BRIEF:
Scan the records beneath this line for the line holding "can be maximized." and the line holding "const PROVIDES_HELP = 1 << 4;", then transcribe exactly those two and all lines between.

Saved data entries
● ● ● ●
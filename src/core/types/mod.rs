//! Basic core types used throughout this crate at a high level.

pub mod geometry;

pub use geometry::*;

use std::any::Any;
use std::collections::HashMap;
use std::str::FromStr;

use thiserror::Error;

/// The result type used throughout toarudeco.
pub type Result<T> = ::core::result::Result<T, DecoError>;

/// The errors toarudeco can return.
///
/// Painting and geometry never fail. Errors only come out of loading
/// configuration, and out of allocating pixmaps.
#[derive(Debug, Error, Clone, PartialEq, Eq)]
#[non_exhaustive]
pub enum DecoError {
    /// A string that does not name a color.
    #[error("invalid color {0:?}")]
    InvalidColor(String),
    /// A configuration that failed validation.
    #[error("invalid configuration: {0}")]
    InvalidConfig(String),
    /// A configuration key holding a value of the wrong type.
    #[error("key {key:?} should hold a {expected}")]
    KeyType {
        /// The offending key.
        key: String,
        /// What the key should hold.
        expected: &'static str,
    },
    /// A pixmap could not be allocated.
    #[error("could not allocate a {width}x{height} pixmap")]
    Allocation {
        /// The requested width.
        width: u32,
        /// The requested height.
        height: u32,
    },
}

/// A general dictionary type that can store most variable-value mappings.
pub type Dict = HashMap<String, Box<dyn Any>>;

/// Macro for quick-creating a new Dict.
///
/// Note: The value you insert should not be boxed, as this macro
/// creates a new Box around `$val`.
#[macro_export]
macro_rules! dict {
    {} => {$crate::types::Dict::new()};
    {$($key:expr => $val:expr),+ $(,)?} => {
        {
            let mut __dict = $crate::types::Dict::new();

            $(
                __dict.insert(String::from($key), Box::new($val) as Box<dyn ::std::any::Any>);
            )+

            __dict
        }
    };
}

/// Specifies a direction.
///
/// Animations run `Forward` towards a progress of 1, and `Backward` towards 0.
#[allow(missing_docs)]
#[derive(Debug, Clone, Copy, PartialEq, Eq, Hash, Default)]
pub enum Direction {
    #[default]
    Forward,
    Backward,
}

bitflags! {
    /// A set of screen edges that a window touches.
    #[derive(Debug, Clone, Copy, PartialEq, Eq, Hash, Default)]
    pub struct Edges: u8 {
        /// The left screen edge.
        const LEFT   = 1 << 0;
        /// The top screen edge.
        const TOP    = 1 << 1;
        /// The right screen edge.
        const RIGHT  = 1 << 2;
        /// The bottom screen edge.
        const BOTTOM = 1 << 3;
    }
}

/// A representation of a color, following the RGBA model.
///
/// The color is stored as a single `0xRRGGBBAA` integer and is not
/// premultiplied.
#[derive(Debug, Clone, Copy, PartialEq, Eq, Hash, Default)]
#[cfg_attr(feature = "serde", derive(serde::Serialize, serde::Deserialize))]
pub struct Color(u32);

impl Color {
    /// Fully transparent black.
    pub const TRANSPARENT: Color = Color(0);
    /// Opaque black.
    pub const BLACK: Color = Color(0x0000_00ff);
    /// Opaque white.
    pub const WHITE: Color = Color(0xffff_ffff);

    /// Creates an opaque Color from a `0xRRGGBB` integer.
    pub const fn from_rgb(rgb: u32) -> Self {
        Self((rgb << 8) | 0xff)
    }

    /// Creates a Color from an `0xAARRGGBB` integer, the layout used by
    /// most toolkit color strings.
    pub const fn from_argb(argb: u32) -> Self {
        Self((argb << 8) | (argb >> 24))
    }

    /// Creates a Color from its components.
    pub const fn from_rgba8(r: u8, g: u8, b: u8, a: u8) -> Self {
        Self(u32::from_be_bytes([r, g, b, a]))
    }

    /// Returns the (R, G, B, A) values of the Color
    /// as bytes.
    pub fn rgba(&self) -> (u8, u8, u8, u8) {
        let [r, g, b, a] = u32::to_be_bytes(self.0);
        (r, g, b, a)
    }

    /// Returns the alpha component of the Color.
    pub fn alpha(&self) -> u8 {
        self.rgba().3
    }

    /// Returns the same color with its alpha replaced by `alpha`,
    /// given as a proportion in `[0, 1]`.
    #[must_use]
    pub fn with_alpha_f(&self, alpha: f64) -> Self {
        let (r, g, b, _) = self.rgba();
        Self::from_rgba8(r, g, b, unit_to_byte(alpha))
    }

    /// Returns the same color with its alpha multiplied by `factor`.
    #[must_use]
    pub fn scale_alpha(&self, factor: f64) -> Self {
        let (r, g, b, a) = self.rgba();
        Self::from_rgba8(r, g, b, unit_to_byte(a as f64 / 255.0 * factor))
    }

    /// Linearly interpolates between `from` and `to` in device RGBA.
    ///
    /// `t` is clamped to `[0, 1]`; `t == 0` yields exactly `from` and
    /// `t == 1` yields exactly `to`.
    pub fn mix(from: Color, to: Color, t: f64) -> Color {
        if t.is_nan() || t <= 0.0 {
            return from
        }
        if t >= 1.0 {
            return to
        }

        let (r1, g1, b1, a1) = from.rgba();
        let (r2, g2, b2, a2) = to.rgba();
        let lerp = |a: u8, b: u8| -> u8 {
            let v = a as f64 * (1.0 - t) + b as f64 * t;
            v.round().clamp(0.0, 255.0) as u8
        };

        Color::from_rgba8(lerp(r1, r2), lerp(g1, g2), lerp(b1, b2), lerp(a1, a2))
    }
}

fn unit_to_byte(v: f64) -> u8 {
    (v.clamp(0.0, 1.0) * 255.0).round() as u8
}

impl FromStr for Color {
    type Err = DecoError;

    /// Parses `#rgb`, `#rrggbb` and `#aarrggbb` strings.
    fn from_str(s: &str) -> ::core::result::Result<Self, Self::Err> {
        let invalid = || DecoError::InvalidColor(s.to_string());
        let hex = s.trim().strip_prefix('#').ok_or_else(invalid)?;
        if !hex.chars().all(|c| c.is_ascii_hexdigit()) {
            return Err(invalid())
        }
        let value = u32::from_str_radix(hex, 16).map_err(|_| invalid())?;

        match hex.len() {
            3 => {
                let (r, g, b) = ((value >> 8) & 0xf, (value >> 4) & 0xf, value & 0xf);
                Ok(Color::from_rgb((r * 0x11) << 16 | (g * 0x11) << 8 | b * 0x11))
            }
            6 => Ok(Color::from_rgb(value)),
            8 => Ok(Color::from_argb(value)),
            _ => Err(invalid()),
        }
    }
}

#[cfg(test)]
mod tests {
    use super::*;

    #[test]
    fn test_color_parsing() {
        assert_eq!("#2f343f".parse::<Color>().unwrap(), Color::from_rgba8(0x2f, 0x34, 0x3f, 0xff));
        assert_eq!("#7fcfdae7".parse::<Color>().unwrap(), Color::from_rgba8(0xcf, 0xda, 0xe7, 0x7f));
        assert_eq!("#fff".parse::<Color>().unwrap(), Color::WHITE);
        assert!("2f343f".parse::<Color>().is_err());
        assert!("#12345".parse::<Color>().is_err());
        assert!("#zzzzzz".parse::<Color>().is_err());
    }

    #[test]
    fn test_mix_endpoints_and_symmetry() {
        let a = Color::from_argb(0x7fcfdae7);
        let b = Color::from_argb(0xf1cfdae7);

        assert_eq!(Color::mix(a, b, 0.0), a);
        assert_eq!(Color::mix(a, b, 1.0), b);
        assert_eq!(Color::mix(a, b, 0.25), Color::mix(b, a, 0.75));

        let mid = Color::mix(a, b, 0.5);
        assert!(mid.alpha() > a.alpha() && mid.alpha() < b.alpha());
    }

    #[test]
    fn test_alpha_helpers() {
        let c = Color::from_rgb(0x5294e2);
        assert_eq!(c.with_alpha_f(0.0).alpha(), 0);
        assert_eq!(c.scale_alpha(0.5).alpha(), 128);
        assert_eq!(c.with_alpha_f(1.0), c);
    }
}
● ● ● ●
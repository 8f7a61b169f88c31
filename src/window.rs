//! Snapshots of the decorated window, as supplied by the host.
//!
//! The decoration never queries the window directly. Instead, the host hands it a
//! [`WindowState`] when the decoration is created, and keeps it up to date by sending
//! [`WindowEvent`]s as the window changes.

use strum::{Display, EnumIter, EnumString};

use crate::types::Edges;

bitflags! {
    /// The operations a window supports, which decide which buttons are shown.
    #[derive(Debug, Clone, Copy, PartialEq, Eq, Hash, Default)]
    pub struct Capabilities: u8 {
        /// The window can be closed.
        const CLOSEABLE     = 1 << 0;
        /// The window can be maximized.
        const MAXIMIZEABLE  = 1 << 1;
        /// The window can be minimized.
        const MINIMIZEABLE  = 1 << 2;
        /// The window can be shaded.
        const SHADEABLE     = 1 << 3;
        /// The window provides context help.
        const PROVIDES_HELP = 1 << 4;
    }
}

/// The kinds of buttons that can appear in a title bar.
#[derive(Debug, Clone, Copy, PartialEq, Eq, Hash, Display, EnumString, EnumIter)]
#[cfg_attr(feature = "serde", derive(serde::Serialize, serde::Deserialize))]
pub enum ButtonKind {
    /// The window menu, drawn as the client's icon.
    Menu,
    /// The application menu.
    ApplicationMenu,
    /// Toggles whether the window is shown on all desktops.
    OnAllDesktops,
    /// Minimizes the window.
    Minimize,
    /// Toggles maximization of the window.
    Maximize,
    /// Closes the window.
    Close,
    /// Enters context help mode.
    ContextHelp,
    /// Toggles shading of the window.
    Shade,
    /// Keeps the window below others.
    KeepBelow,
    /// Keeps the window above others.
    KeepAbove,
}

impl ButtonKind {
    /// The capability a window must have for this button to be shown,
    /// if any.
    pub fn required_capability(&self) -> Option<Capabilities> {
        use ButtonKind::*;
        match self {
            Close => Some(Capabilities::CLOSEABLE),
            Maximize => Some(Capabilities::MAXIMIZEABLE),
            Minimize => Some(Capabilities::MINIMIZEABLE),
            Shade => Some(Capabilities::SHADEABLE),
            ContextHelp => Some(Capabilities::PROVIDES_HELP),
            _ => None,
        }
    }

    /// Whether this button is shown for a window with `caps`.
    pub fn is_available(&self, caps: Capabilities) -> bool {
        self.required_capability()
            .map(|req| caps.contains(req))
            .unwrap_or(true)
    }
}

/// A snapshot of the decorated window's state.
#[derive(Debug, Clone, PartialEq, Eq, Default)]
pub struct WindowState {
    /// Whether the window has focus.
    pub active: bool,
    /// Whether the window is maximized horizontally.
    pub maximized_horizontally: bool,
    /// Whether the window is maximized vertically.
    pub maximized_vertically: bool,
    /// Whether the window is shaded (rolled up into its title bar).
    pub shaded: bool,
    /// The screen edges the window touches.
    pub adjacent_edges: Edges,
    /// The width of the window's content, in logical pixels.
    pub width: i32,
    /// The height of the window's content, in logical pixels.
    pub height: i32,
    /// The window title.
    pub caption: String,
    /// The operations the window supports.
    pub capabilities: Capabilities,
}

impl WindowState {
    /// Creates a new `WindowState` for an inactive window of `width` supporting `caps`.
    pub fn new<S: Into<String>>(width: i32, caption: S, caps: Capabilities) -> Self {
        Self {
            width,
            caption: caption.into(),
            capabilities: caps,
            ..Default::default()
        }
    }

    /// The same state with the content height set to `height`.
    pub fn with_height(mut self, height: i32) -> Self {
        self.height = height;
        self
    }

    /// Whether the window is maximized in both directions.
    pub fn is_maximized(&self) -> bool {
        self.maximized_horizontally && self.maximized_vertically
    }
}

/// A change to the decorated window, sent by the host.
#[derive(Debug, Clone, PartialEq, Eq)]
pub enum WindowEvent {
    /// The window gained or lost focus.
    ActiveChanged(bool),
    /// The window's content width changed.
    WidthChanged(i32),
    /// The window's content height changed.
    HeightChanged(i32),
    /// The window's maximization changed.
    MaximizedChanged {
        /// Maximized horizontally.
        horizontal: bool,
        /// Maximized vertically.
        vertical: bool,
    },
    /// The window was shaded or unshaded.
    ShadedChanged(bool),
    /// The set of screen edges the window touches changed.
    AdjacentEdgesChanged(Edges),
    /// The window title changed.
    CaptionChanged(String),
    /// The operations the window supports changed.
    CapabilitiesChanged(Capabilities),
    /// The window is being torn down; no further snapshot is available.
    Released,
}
● ● ● ●
EXPECTED ANSWER:
        /// The window can be maximized.
        const MAXIMIZEABLE  = 1 << 1;
        /// The window can be minimized.
        const MINIMIZEABLE  = 1 << 2;
        /// The window can be shaded.
        const SHADEABLE     = 1 << 3;
        /// The window provides context help.
        const PROVIDES_HELP = 1 << 4;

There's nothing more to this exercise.